The Kraken exchange has been a leader in the industry since 2013, especially in terms of Euro volume. Crypto Facilities was the very first regulated entity to list futures on Bitcoin, Ethereum, Litecoin, Bitcoin Cash, and Ripple. Their index is also the one use by the CME Group for Bitcoin futures. The track record for both these companies are impeccable and is likely this acquisition will make Kraken an extremely powerful force in the market for the foreseeable future.

“I’m thrilled to welcome the Crypto Facilities team into the Kraken family. We are excited to introduce eligible clients to these industry leading futures and index products.  Over the coming months, our teams will continue to enhance and expand these offerings.
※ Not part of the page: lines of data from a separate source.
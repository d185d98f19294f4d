use std::path::PathBuf;

pub type Result<T> = core::result::Result<T, PulseError>;

#[derive(thiserror::Error, Debug)]
pub enum PulseError {
    #[error("invalid config: {0}")]
    Config(String),
    #[error("failed to read credential file {}: {source}", .path.display())]
    Credential {
        path: PathBuf,
        #[source]
        source: std::io::Error,
    },
    #[error("credential file {} is empty", .0.display())]
    EmptyCredential(PathBuf),
    #[error("target unreachable: {0}")]
    Unreachable(String),
    #[error(transparent)]
    Io(#[from] std::io::Error),
    #[error(transparent)]
    Json(#[from] serde_json::Error),
    #[error(transparent)]
    Yaml(#[from] serde_yaml::Error),
}

pub mod credentials {
    use super::{PulseError, Result};
    use std::path::Path;

    /// Reads the bearer token once at startup.
    ///
    /// Leading and trailing whitespace is stripped so a token file ending in a
    /// newline still yields a valid header value.
    pub fn read_token(path: &Path) -> Result<String> {
        let raw = std::fs::read_to_string(path).map_err(|source| PulseError::Credential {
            path: path.to_path_buf(),
            source,
        })?;
        let token = raw.trim();
        if token.is_empty() {
            return Err(PulseError::EmptyCredential(path.to_path_buf()));
        }
        Ok(token.to_string())
    }
}

pub mod config {
    use super::{PulseError, Result};
    use serde::Deserialize;
    use std::env;
    use std::path::PathBuf;

    #[derive(Debug, Clone, Default, Deserialize)]
    #[serde(default)]
    pub struct PulseConfig {
        pub driver: DriverConfig,
        pub serve: ServeConfig,
    }

    #[derive(Debug, Clone, Deserialize)]
    #[serde(default)]
    pub struct DriverConfig {
        pub url: String,
        pub token_file: PathBuf,
        pub parallelism: usize,
        pub cadence_ms: u64,
        pub max_attempts: u32,
        pub backoff_ms: u64,
        pub attempt_timeout_ms: u64,
        pub output: PathBuf,
        pub payload: serde_json::Value,
        pub max_cycles: Option<u64>,
    }

    impl Default for DriverConfig {
        fn default() -> Self {
            Self {
                url: "http://127.0.0.1:8080/".into(),
                token_file: PathBuf::from("token.txt"),
                parallelism: 100,
                cadence_ms: 1000,
                max_attempts: 3,
                backoff_ms: 500,
                attempt_timeout_ms: 10_000,
                output: PathBuf::from("data.txt"),
                payload: serde_json::json!({"user_input": "hello", "history": []}),
                max_cycles: None,
            }
        }
    }

    impl DriverConfig {
        pub fn validate(&self) -> Result<()> {
            if self.url.trim().is_empty() {
                return Err(PulseError::Config("url must not be empty".into()));
            }
            if self.max_attempts == 0 {
                return Err(PulseError::Config("max_attempts must be at least 1".into()));
            }
            if self.attempt_timeout_ms == 0 {
                return Err(PulseError::Config("attempt_timeout_ms must be positive".into()));
            }
            if self.max_cycles == Some(0) {
                return Err(PulseError::Config("max_cycles must be at least 1 when set".into()));
            }
            Ok(())
        }
    }

    #[derive(Debug, Clone, Deserialize)]
    #[serde(default)]
    pub struct ServeConfig {
        pub host: String,
        pub port: u16,
        pub message: String,
    }

    impl Default for ServeConfig {
        fn default() -> Self {
            Self { host: "0.0.0.0".into(), port: 8080, message: "Hello world!".into() }
        }
    }

    impl PulseConfig {
        /// Loads from the YAML file named by `PULSE_CONFIG`, or from defaults
        /// with `PULSE_*` environment overrides when it is unset.
        pub fn load() -> Result<Self> {
            if let Ok(path) = env::var("PULSE_CONFIG") {
                let text = std::fs::read_to_string(&path)
                    .map_err(|e| PulseError::Config(format!("cannot read {}: {}", path, e)))?;
                return Self::from_yaml_str(&text);
            }
            let mut cfg = Self::default();
            cfg.apply_env();
            Ok(cfg)
        }

        pub fn from_yaml_str(text: &str) -> Result<Self> {
            Ok(serde_yaml::from_str::<PulseConfig>(text)?)
        }

        fn apply_env(&mut self) {
            let d = &mut self.driver;
            if let Ok(url) = env::var("PULSE_URL") { d.url = url; }
            if let Ok(path) = env::var("PULSE_TOKEN_FILE") { d.token_file = PathBuf::from(path); }
            if let Ok(path) = env::var("PULSE_OUTPUT") { d.output = PathBuf::from(path); }
            if let Some(v) = env::var("PULSE_PARALLELISM").ok().and_then(|v| v.parse().ok()) { d.parallelism = v; }
            if let Some(v) = env::var("PULSE_CADENCE_MS").ok().and_then(|v| v.parse().ok()) { d.cadence_ms = v; }
            if let Some(v) = env::var("PULSE_MAX_ATTEMPTS").ok().and_then(|v| v.parse().ok()) { d.max_attempts = v; }
            if let Some(v) = env::var("PULSE_BACKOFF_MS").ok().and_then(|v| v.parse().ok()) { d.backoff_ms = v; }
            if let Some(v) = env::var("PULSE_ATTEMPT_TIMEOUT_MS").ok().and_then(|v| v.parse().ok()) { d.attempt_timeout_ms = v; }
            if let Ok(msg) = env::var("PULSE_MESSAGE") { self.serve.message = msg; }
            if let Some(v) = env::var("PULSE_PORT").ok().and_then(|v| v.parse().ok()) { self.serve.port = v; }
        }
    }
}

#[cfg(test)]
mod tests {
    use super::config::PulseConfig;
    use super::credentials::read_token;
    use super::PulseError;
    use std::io::Write;

    #[test]
    fn partial_yaml_keeps_defaults() {
        let cfg = PulseConfig::from_yaml_str("driver:\n  parallelism: 7\nserve:\n  message: hi\n").unwrap();
        assert_eq!(cfg.driver.parallelism, 7);
        assert_eq!(cfg.driver.max_attempts, 3);
        assert_eq!(cfg.driver.backoff_ms, 500);
        assert_eq!(cfg.serve.message, "hi");
        assert_eq!(cfg.serve.port, 8080);
    }

    #[test]
    fn default_payload_matches_greeting_request() {
        let cfg = PulseConfig::default();
        assert_eq!(cfg.driver.payload["user_input"], "hello");
        assert!(cfg.driver.payload["history"].as_array().unwrap().is_empty());
    }

    #[test]
    fn zero_attempts_is_rejected() {
        let cfg = PulseConfig::from_yaml_str("driver:\n  max_attempts: 0\n").unwrap();
        assert!(matches!(cfg.driver.validate(), Err(PulseError::Config(_))));
    }

    #[test]
    fn token_is_trimmed() {
        let mut f = tempfile::NamedTempFile::new().unwrap();
        writeln!(f, "  secret-token  ").unwrap();
        assert_eq!(read_token(f.path()).unwrap(), "secret-token");
    }

    #[test]
    fn missing_and_empty_token_files_fail() {
        let missing = std::path::Path::new("/nonexistent/pulse/token.txt");
        assert!(matches!(read_token(missing), Err(PulseError::Credential { .. })));

        let f = tempfile::NamedTempFile::new().unwrap();
        assert!(matches!(read_token(f.path()), Err(PulseError::EmptyCredential(_))));
    }
}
We’ve got great stuff in store for traders and institutional clients in 2019." -Kraken CEO Jesse Powell

Kraken will now be able to continuously meet the growing demand for their spot exchange and "white-glove" OTC services. Existing clients of Kraken will also be able to trade on 6 crypto pairs. The Crypto Facilities trading firm will retain their residence in London and receive quality regulatory oversight from the Financial Conduct Authority there. As we can clearly see, both the heads of Kraken and Crypto Facilities are very exciting about this deal.

“It has been our mission to build the most sophisticated, powerful and user friendly cryptocurrency trading platform.  Teaming up with Kraken allows us to innovate the next generation of products and tremendously boosts the value we are able to provide to our clients.” -Timo Schlaefer, Crypto Facilities CEO and Founder

This is certainly the largest of acquisitions that Kraken as taken on. Past entities include Bitcoin exchanges Coinsetter, Carvirtex, and Clever Coin, as well as Glidera, a wallet platform, and Cryptowatch, a market data provider. Some may say this move has been timed to allow them to survive even if there is continuation of a bear market for the next 1-2 years.

This deal is also another example of how more and more exchanges are making moves to broaden their outreach while also avoiding US regulatory oversight. Much like how in the fall of last year, crypto exchange Bittrex, made a move to Malta to enable more token options for their non-US customers.